【20251120AI日报】OpenAI debuts GPT‑5.1-Codex-Max coding model and it already completed a 24-hour task internally

今日新鲜事 · 11 天前
本文字数:约 4000 字,预计阅读时间:15 分钟

OpenAI debuts GPT‑5.1-Codex-Max coding model and it already completed a 24-hour task internally

新闻图片

OpenAI has introduced GPT‑5.1-Codex-Max, a new frontier agentic coding model now available in its Codex developer environment. This release marks a significant step forward in AI-assisted software engineering, offering improved long-horizon reasoning, efficiency, and real-time interactive capabilities. GPT‑5.1-Codex-Max will replace GPT‑5.1-Codex as the default model across Codex-integrated surfaces. It is designed to serve as a persistent, high-context software development agent, capable of managing complex refactors, debugging workflows, and project-scale tasks across multiple context windows. The new model demonstrates measurable improvements over GPT‑5.1-Codex across a range of standard software engineering benchmarks. On SWE-Lancer IC SWE, it achieved 79.9% accuracy, a significant increase from GPT‑5.1-Codex’s 66.3%. In SWE-Bench Verified (n=500), it reached 77.9% accuracy at extra-high reasoning effort, outperforming GPT‑5.1-Codex’s 73.7%. Performance on Terminal Bench 2.0 (n=89) showed more modest improvements, with GPT‑5.1-Codex-Max achieving 58.1% accuracy compared to 52.8% for GPT‑5.1-Codex. The architectural improvement in GPT‑5.1-Codex-Max is its ability to reason effectively over extended input-output sessions using a mechanism called compaction. This enables the model to retain key contextual information while discarding irrelevant details as it nears its context window limit, effectively allowing for continuous work across millions of tokens without performance degradation. GPT‑5.1-Codex-Max is currently available across multiple Codex-based environments, including Codex CLI, IDE extensions, interactive coding environments, and internal code review tooling. For now, GPT‑5.1-Codex-Max is not yet available via public API, though OpenAI states this is coming soon. The model is capable of interacting with live tools and simulations, and has been observed to complete tasks lasting more than 24 hours, including multi-step refactors, test-driven iteration, and autonomous debugging.
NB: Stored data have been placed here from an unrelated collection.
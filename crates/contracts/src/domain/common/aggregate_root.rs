use super::{AggregateId, AuditMetadata};

/// Трейт для корня агрегата
///
/// Определяет обязательные методы и метаданные для всех агрегатов системы
pub trait AggregateRoot {
    /// Тип идентификатора агрегата
    type Id: AggregateId;

    // ============================================================================
    // Методы экземпляра (данные конкретной записи)
    // ============================================================================

    /// Получить ID записи
    fn id(&self) -> &Self::Id;

    /// Получить аудит-метаданные
    fn metadata(&self) -> &AuditMetadata;

    // ============================================================================
    // Метаданные класса агрегата (статические данные)
    // ============================================================================

    /// Индекс агрегата в системе (например, "a001")
    fn aggregate_index() -> &'static str;

    /// Имя коллекции документов (например, "coins")
    fn collection_name() -> &'static str;

    /// Имя элемента для логов и сообщений (например, "coin")
    fn element_name() -> &'static str;

    // ============================================================================
    // Методы с реализацией по умолчанию
    // ============================================================================

    /// Имя таблицы в БД (например, "a001_coin")
    fn table_name() -> String {
        format!("{}_{}", Self::aggregate_index(), Self::element_name())
    }
}
pub mod db;
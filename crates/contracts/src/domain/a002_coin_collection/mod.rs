pub mod aggregate;

pub use aggregate::{CoinCollection, CoinCollectionDto, CoinCollectionId};
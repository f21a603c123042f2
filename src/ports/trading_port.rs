//! Host order-directive port trait.

use crate::domain::error::FactorTraderError;
use chrono::NaiveDate;

pub trait TradingPort {
    /// Converge the portfolio weight of `code` to `fraction` (0 exits fully).
    fn set_target_weight(&mut self, code: &str, fraction: f64) -> Result<(), FactorTraderError>;

    /// Instruments currently held with a nonzero weight.
    fn get_current_positions(&self) -> Result<Vec<String>, FactorTraderError>;

    /// Trading date of the directives that follow.
    fn begin_session(&mut self, _date: NaiveDate) {}
}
OpenAI stresses that Codex-Max should be treated as a coding assistant, not a replacement for human review. The model produces terminal logs, test citations, and tool call outputs to support transparency in generated code.
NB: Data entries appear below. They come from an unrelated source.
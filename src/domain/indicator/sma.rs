//! Simple Moving Average.
//!
//! O(n) sliding window sum.
//! SMA(n)[i] = (P[i-n+1] + ... + P[i]) / n
//! Warmup: first (n-1) points are invalid.

use crate::domain::indicator::{IndicatorPoint, IndicatorSeries};

pub fn calculate_sma(prices: &[f64], period: usize) -> IndicatorSeries {
    if period == 0 || prices.is_empty() {
        return IndicatorSeries {
            period,
            values: Vec::new(),
        };
    }

    let mut values = Vec::with_capacity(prices.len());
    let mut window_sum: f64 = 0.0;

    for (i, &price) in prices.iter().enumerate() {
        window_sum += price;
        if i >= period {
            window_sum -= prices[i - period];
        }

        let valid = i + 1 >= period;
        let sma = if valid { window_sum / period as f64 } else { 0.0 };

        values.push(IndicatorPoint { valid, value: sma });
    }

    IndicatorSeries { period, values }
}

#[cfg(test)]
mod tests {
    use super::*;
    use approx::assert_relative_eq;

    #[test]
    fn sma_warmup() {
        let series = calculate_sma(&[10.0, 20.0, 30.0, 40.0, 50.0], 3);

        assert!(!series.values[0].valid);
        assert!(!series.values[1].valid);
        assert!(series.values[2].valid);
        assert!(series.values[3].valid);
        assert!(series.values[4].valid);
    }

    #[test]
    fn sma_sliding_window() {
        let series = calculate_sma(&[10.0, 20.0, 30.0, 40.0, 50.0], 3);

        assert_relative_eq!(series.values[2].value, 20.0);
        assert_relative_eq!(series.values[3].value, 30.0);
        assert_relative_eq!(series.values[4].value, 40.0);
    }

    #[test]
    fn sma_period_1_is_price() {
        let series = calculate_sma(&[3.0, 7.0], 1);
        assert!(series.values.iter().all(|p| p.valid));
        assert_relative_eq!(series.values[1].value, 7.0);
    }

    #[test]
    fn sma_period_longer_than_input() {
        let series = calculate_sma(&[1.0, 2.0], 5);
        assert_eq!(series.len(), 2);
        assert_eq!(series.latest(), None);
    }

    #[test]
    fn sma_empty_and_zero_period() {
        assert!(calculate_sma(&[], 3).is_empty());
        assert!(calculate_sma(&[1.0, 2.0], 0).is_empty());
    }
}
The Google Search of AI agents? Fetch launches ASI:One and Business tier for new era of non-human web

新闻图片

Fetch AI, a startup founded and led by former DeepMind founding investor Humayun Sheikh, announced the release of three interconnected products designed to provide the trust, coordination, and interoperability needed for large-scale AI agent ecosystems. The launch includes ASI:One, a personal-AI orchestration platform; Fetch Business, a verification and discovery portal for brand agents; and Agentverse, an open directory hosting more than two million agents. The system positions Fetch as an infrastructure provider for what it calls the “Agentic Web”—a layer where consumer AIs and brand AIs collaborate to complete tasks instead of merely suggesting them. Fetch’s approach centers on enabling agents from different organizations to interoperate securely, using verified identities and shared context to complete end-to-end workflows. ASI:One is a language model interface designed specifically for coordinating multiple agents rather than addressing isolated queries. Fetch describes it as an “intelligence layer” that handles context sharing, task routing, and preference modeling. The system stores user-level signals such as favored airlines, dietary constraints, budget ranges, loyalty program identifiers, and calendar availability. When a user requests a complex task, such as planning a trip with flights, hotels, and restaurant reservations, ASI:One retrieves those preferences and delegates work to the appropriate verified agents. The agents then return actionable outputs, including inventory and booking options, rather than generic recommendations. Fetch Business offers verified identity and brand control. The platform allows organizations to verify their identity and claim an official Brand Agent handle, regardless of which tools they use to build the underlying agent. Agentverse is an open directory and cloud platform that hosts agents and enables cross-ecosystem discoverability. Fetch states that millions of agents have already registered, spanning travel, retail, entertainment, food service, and enterprise categories. Agentverse provides metadata, capability descriptions, and routing logic that ASI:One uses to identify appropriate agents for specific tasks. The company argues that an agent ecosystem requires consistent verification mechanisms to ensure that consumers interact with authentic brand representatives rather than imitations.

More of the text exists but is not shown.